Task to complete →
Extract all of the entries and set them down verbatim.

##### Material for this task

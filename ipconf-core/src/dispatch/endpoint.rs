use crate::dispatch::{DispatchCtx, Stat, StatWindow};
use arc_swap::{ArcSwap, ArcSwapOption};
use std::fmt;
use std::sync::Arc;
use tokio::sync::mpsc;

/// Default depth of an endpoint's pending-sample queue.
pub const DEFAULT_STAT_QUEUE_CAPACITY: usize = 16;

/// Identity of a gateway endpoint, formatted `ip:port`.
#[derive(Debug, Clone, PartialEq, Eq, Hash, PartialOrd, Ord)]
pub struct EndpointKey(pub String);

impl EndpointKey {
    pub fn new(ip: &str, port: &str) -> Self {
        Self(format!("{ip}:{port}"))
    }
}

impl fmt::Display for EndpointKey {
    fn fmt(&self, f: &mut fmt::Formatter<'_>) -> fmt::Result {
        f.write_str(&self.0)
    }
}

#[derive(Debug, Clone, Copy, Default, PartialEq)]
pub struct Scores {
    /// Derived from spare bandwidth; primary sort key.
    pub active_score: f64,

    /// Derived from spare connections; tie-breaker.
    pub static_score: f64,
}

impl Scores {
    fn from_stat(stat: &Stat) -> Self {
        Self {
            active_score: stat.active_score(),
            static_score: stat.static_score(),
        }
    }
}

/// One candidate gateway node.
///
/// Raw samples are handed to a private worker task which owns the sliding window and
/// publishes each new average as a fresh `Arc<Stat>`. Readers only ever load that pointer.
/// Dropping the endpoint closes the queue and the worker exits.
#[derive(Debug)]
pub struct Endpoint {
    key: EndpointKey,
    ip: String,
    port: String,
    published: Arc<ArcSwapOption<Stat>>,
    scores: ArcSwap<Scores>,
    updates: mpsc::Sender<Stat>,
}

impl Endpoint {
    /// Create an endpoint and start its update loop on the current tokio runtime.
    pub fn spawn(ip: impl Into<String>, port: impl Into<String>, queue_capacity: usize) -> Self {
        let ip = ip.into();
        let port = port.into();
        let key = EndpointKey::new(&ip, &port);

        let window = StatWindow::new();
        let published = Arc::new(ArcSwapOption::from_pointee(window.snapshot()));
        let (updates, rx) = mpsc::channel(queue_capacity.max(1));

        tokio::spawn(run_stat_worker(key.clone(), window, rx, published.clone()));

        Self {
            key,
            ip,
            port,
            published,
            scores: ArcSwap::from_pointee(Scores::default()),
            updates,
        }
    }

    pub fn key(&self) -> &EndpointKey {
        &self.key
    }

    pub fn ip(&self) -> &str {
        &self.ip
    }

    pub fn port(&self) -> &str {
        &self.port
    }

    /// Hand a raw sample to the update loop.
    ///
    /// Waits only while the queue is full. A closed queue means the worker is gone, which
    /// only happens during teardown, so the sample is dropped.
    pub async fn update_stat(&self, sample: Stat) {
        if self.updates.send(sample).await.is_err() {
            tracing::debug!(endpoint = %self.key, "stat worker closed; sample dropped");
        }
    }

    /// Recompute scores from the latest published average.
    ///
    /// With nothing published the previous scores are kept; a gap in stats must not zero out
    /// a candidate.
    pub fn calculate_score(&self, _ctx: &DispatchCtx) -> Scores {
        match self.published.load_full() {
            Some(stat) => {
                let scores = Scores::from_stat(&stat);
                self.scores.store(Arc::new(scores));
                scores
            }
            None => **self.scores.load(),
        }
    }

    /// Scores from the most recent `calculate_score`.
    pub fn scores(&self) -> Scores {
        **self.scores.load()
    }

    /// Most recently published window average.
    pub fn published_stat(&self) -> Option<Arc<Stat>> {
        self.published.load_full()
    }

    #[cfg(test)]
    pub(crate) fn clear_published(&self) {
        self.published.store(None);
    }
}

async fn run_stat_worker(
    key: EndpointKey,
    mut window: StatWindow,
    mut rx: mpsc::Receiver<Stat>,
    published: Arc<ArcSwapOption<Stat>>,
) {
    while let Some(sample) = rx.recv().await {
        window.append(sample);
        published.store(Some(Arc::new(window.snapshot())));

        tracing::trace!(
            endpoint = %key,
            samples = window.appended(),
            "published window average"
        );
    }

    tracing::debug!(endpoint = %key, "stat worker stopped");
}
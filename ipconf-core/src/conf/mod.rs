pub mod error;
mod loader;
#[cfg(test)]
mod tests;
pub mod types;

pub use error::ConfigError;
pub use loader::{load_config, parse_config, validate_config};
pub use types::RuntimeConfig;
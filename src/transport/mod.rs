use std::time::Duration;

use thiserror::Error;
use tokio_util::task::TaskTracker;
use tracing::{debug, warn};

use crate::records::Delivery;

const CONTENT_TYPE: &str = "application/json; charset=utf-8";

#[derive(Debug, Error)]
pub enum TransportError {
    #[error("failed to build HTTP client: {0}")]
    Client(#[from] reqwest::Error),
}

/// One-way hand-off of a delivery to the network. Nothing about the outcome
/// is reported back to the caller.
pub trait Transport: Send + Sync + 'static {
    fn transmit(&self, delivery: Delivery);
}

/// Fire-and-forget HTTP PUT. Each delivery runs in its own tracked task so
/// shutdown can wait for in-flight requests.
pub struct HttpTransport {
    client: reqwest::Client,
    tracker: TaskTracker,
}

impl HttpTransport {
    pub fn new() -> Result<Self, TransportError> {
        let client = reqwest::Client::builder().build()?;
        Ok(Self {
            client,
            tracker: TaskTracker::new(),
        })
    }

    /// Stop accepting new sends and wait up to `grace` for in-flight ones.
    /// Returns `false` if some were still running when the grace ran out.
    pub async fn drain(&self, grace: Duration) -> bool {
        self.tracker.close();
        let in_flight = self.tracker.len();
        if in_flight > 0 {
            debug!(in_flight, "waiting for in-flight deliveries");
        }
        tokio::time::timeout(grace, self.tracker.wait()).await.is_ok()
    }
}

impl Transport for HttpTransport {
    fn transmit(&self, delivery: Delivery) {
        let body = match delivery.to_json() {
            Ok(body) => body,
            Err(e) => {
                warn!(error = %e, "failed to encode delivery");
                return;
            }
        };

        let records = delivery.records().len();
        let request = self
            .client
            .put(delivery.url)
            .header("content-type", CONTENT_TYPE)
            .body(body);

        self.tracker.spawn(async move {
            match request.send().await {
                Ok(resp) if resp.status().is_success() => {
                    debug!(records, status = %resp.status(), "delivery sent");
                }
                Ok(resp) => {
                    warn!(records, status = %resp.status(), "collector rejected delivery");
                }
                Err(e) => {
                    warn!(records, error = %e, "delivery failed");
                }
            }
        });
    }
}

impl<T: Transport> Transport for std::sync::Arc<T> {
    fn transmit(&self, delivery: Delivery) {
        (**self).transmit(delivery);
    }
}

##########

Task answer →
filename ipconf-core/src/dispatch/endpoint.rs
use crate::dispatch::{DispatchCtx, Stat, StatWindow};
use arc_swap::{ArcSwap, ArcSwapOption};
use std::fmt;
use std::sync::Arc;
use tokio::sync::mpsc;

/// Default depth of an endpoint's pending-sample queue.
pub const DEFAULT_STAT_QUEUE_CAPACITY: usize = 16;

/// Identity of a gateway endpoint, formatted `ip:port`.
#[derive(Debug, Clone, PartialEq, Eq, Hash, PartialOrd, Ord)]
pub struct EndpointKey(pub String);

impl EndpointKey {
    pub fn new(ip: &str, port: &str) -> Self {
        Self(format!("{ip}:{port}"))
    }
}

impl fmt::Display for EndpointKey {
    fn fmt(&self, f: &mut fmt::Formatter<'_>) -> fmt::Result {
        f.write_str(&self.0)
    }
}

#[derive(Debug, Clone, Copy, Default, PartialEq)]
pub struct Scores {
    /// Derived from spare bandwidth; primary sort key.
    pub active_score: f64,

    /// Derived from spare connections; tie-breaker.
    pub static_score: f64,
}

impl Scores {
    fn from_stat(stat: &Stat) -> Self {
        Self {
            active_score: stat.active_score(),
            static_score: stat.static_score(),
        }
    }
}

/// One candidate gateway node.
///
/// Raw samples are handed to a private worker task which owns the sliding window and
/// publishes each new average as a fresh `Arc<Stat>`. Readers only ever load that pointer.
/// Dropping the endpoint closes the queue and the worker exits.
#[derive(Debug)]
pub struct Endpoint {
    key: EndpointKey,
    ip: String,
    port: String,
    published: Arc<ArcSwapOption<Stat>>,
    scores: ArcSwap<Scores>,
    updates: mpsc::Sender<Stat>,
}

impl Endpoint {
    /// Create an endpoint and start its update loop on the current tokio runtime.
    pub fn spawn(ip: impl Into<String>, port: impl Into<String>, queue_capacity: usize) -> Self {
        let ip = ip.into();
        let port = port.into();
        let key = EndpointKey::new(&ip, &port);

        let window = StatWindow::new();
        let published = Arc::new(ArcSwapOption::from_pointee(window.snapshot()));
        let (updates, rx) = mpsc::channel(queue_capacity.max(1));

        tokio::spawn(run_stat_worker(key.clone(), window, rx, published.clone()));

        Self {
            key,
            ip,
            port,
            published,
            scores: ArcSwap::from_pointee(Scores::default()),
            updates,
        }
    }

    pub fn key(&self) -> &EndpointKey {
        &self.key
    }

    pub fn ip(&self) -> &str {
        &self.ip
    }

    pub fn port(&self) -> &str {
        &self.port
    }

    /// Hand a raw sample to the update loop.
    ///
    /// Waits only while the queue is full. A closed queue means the worker is gone, which
    /// only happens during teardown, so the sample is dropped.
    pub async fn update_stat(&self, sample: Stat) {
        if self.updates.send(sample).await.is_err() {
            tracing::debug!(endpoint = %self.key, "stat worker closed; sample dropped");
        }
    }

    /// Recompute scores from the latest published average.
    ///
    /// With nothing published the previous scores are kept; a gap in stats must not zero out
    /// a candidate.
    pub fn calculate_score(&self, _ctx: &DispatchCtx) -> Scores {
        match self.published.load_full() {
            Some(stat) => {
                let scores = Scores::from_stat(&stat);
                self.scores.store(Arc::new(scores));
                scores
            }
            None => **self.scores.load(),
        }
    }

    /// Scores from the most recent `calculate_score`.
    pub fn scores(&self) -> Scores {
        **self.scores.load()
    }

    /// Most recently published window average.
    pub fn published_stat(&self) -> Option<Arc<Stat>> {
        self.published.load_full()
    }

    #[cfg(test)]
    pub(crate) fn clear_published(&self) {
        self.published.store(None);
    }
}

async fn run_stat_worker(
    key: EndpointKey,
    mut window: StatWindow,
    mut rx: mpsc::Receiver<Stat>,
    published: Arc<ArcSwapOption<Stat>>,
) {
    while let Some(sample) = rx.recv().await {
        window.append(sample);
        published.store(Some(Arc::new(window.snapshot())));

        tracing::trace!(
            endpoint = %key,
            samples = window.appended(),
            "published window average"
        );
    }

    tracing::debug!(endpoint = %key, "stat worker stopped");
}
filename ipconf-core/src/conf/mod.rs
pub mod error;
mod loader;
#[cfg(test)]
mod tests;
pub mod types;

pub use error::ConfigError;
pub use loader::{load_config, parse_config, validate_config};
pub use types::RuntimeConfig;
filename src/transport/mod.rs
use std::time::Duration;

use thiserror::Error;
use tokio_util::task::TaskTracker;
use tracing::{debug, warn};

use crate::records::Delivery;

const CONTENT_TYPE: &str = "application/json; charset=utf-8";

#[derive(Debug, Error)]
pub enum TransportError {
    #[error("failed to build HTTP client: {0}")]
    Client(#[from] reqwest::Error),
}

/// One-way hand-off of a delivery to the network. Nothing about the outcome
/// is reported back to the caller.
pub trait Transport: Send + Sync + 'static {
    fn transmit(&self, delivery: Delivery);
}

/// Fire-and-forget HTTP PUT. Each delivery runs in its own tracked task so
/// shutdown can wait for in-flight requests.
pub struct HttpTransport {
    client: reqwest::Client,
    tracker: TaskTracker,
}

impl HttpTransport {
    pub fn new() -> Result<Self, TransportError> {
        let client = reqwest::Client::builder().build()?;
        Ok(Self {
            client,
            tracker: TaskTracker::new(),
        })
    }

    /// Stop accepting new sends and wait up to `grace` for in-flight ones.
    /// Returns `false` if some were still running when the grace ran out.
    pub async fn drain(&self, grace: Duration) -> bool {
        self.tracker.close();
        let in_flight = self.tracker.len();
        if in_flight > 0 {
            debug!(in_flight, "waiting for in-flight deliveries");
        }
        tokio::time::timeout(grace, self.tracker.wait()).await.is_ok()
    }
}

impl Transport for HttpTransport {
    fn transmit(&self, delivery: Delivery) {
        let body = match delivery.to_json() {
            Ok(body) => body,
            Err(e) => {
                warn!(error = %e, "failed to encode delivery");
                return;
            }
        };

        let records = delivery.records().len();
        let request = self
            .client
            .put(delivery.url)
            .header("content-type", CONTENT_TYPE)
            .body(body);

        self.tracker.spawn(async move {
            match request.send().await {
                Ok(resp) if resp.status().is_success() => {
                    debug!(records, status = %resp.status(), "delivery sent");
                }
                Ok(resp) => {
                    warn!(records, status = %resp.status(), "collector rejected delivery");
                }
                Err(e) => {
                    warn!(records, error = %e, "delivery failed");
                }
            }
        });
    }
}

impl<T: Transport> Transport for std::sync::Arc<T> {
    fn transmit(&self, delivery: Delivery) {
        (**self).transmit(delivery);
    }
}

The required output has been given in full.